- Task to carry out -
Collect from the data below each line with "finalize".

- Records provided -

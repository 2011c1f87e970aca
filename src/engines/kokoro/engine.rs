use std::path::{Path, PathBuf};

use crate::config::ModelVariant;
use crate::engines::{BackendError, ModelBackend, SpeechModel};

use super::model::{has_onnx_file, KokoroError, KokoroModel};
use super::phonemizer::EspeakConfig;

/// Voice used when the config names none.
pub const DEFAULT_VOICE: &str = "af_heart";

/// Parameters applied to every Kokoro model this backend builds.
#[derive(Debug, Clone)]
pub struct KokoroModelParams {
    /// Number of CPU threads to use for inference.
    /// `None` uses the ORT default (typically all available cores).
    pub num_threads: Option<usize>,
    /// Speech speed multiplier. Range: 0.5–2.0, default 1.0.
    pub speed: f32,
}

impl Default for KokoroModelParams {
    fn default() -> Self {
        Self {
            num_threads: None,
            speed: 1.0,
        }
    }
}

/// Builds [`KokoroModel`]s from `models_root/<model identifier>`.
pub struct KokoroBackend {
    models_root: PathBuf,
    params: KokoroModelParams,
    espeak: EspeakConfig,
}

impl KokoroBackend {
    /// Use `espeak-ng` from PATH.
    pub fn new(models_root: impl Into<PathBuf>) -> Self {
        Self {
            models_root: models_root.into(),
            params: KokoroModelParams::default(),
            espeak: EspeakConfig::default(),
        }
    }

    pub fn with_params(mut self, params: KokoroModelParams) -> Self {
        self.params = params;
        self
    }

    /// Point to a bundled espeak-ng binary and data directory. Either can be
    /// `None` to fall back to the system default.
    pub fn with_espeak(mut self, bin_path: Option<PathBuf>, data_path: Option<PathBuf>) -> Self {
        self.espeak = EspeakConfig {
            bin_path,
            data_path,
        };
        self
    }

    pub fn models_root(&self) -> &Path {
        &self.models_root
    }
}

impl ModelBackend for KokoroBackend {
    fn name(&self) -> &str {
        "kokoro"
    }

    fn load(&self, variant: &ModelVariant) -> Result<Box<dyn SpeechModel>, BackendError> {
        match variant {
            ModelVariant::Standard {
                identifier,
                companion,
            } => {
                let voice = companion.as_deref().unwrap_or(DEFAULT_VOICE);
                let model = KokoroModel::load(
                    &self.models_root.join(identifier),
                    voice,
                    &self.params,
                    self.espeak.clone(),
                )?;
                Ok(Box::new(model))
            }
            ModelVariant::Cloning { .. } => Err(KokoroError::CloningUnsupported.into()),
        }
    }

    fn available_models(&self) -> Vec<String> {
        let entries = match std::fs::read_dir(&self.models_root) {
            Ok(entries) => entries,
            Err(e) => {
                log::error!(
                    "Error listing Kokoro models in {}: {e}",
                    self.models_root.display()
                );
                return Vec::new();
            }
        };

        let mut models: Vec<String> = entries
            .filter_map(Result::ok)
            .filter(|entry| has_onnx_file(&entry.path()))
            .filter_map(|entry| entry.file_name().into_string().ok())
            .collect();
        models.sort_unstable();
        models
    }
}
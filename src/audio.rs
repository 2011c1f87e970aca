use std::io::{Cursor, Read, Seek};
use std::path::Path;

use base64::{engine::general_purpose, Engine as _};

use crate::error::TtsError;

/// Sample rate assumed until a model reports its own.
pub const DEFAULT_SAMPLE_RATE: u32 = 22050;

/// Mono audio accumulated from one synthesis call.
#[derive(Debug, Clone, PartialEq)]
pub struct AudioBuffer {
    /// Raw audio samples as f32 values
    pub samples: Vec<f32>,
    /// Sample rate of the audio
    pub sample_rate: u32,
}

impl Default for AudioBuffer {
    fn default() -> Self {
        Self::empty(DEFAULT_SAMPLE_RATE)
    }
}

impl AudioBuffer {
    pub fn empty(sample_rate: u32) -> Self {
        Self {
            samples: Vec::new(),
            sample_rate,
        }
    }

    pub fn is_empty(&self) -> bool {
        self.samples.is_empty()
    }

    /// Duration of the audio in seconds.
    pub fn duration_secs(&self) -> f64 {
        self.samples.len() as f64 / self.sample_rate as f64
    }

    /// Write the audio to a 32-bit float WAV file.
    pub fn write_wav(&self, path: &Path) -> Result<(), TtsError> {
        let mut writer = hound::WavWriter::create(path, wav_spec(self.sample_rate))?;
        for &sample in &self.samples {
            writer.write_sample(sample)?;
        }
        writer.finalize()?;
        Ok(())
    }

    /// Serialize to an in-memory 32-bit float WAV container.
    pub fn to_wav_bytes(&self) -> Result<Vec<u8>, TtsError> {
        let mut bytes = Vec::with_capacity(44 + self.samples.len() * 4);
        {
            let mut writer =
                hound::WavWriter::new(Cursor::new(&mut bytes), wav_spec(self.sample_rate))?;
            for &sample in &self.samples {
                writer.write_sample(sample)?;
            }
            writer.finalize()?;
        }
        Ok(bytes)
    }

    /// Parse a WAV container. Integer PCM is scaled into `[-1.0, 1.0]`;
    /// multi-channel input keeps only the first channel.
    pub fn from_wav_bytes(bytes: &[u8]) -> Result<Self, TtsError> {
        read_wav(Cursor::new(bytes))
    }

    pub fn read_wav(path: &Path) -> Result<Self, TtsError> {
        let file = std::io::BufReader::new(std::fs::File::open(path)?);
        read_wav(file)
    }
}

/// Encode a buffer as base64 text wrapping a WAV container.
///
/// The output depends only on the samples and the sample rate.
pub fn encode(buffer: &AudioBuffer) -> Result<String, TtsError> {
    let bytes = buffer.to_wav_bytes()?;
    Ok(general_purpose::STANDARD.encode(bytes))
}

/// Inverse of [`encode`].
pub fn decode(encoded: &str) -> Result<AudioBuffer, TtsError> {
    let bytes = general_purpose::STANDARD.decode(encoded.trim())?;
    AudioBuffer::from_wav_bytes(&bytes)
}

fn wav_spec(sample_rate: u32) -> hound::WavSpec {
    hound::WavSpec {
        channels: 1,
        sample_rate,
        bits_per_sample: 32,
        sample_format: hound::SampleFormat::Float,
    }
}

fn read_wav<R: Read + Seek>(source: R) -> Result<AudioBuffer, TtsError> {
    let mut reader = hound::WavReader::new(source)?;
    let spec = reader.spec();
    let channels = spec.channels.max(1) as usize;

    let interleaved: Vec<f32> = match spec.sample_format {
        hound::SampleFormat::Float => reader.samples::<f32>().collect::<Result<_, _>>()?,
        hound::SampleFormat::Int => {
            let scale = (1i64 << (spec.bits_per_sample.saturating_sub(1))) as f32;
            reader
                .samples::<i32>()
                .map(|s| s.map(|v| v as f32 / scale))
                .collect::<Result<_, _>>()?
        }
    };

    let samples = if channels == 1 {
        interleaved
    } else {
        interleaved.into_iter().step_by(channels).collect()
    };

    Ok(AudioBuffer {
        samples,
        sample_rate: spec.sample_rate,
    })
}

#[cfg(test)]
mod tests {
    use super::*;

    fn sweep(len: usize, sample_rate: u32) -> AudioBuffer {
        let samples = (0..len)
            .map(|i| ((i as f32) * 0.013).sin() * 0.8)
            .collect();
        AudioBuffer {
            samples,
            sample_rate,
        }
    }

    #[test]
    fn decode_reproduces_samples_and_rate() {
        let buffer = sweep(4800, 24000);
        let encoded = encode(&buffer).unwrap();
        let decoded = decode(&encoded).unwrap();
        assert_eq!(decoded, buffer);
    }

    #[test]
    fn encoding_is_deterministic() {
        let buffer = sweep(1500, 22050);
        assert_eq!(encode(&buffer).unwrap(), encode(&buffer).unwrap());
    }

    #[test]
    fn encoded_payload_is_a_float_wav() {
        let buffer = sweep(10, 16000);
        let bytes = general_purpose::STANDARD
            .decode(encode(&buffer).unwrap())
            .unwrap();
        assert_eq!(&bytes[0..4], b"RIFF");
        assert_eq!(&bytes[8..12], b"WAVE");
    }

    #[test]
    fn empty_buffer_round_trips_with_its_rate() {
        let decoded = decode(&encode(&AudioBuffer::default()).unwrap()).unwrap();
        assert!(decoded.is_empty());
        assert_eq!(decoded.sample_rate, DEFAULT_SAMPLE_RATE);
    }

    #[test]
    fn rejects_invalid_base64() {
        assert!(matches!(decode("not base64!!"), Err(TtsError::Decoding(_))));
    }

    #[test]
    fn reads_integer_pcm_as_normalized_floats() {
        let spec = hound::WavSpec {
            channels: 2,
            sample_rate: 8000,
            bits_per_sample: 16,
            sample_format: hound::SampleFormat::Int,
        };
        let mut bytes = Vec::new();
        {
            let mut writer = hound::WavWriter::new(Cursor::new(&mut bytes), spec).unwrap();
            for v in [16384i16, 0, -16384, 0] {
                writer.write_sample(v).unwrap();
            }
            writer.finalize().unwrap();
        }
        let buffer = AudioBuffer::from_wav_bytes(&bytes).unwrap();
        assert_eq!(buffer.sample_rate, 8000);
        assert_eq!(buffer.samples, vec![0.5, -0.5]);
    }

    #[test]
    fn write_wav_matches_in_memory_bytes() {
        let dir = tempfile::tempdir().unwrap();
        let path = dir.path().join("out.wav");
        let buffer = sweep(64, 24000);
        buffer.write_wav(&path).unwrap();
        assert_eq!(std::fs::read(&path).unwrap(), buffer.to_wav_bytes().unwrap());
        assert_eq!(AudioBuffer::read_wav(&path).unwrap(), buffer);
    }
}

- Solution for this task -
        writer.finalize()?;
            writer.finalize()?;
            writer.finalize().unwrap();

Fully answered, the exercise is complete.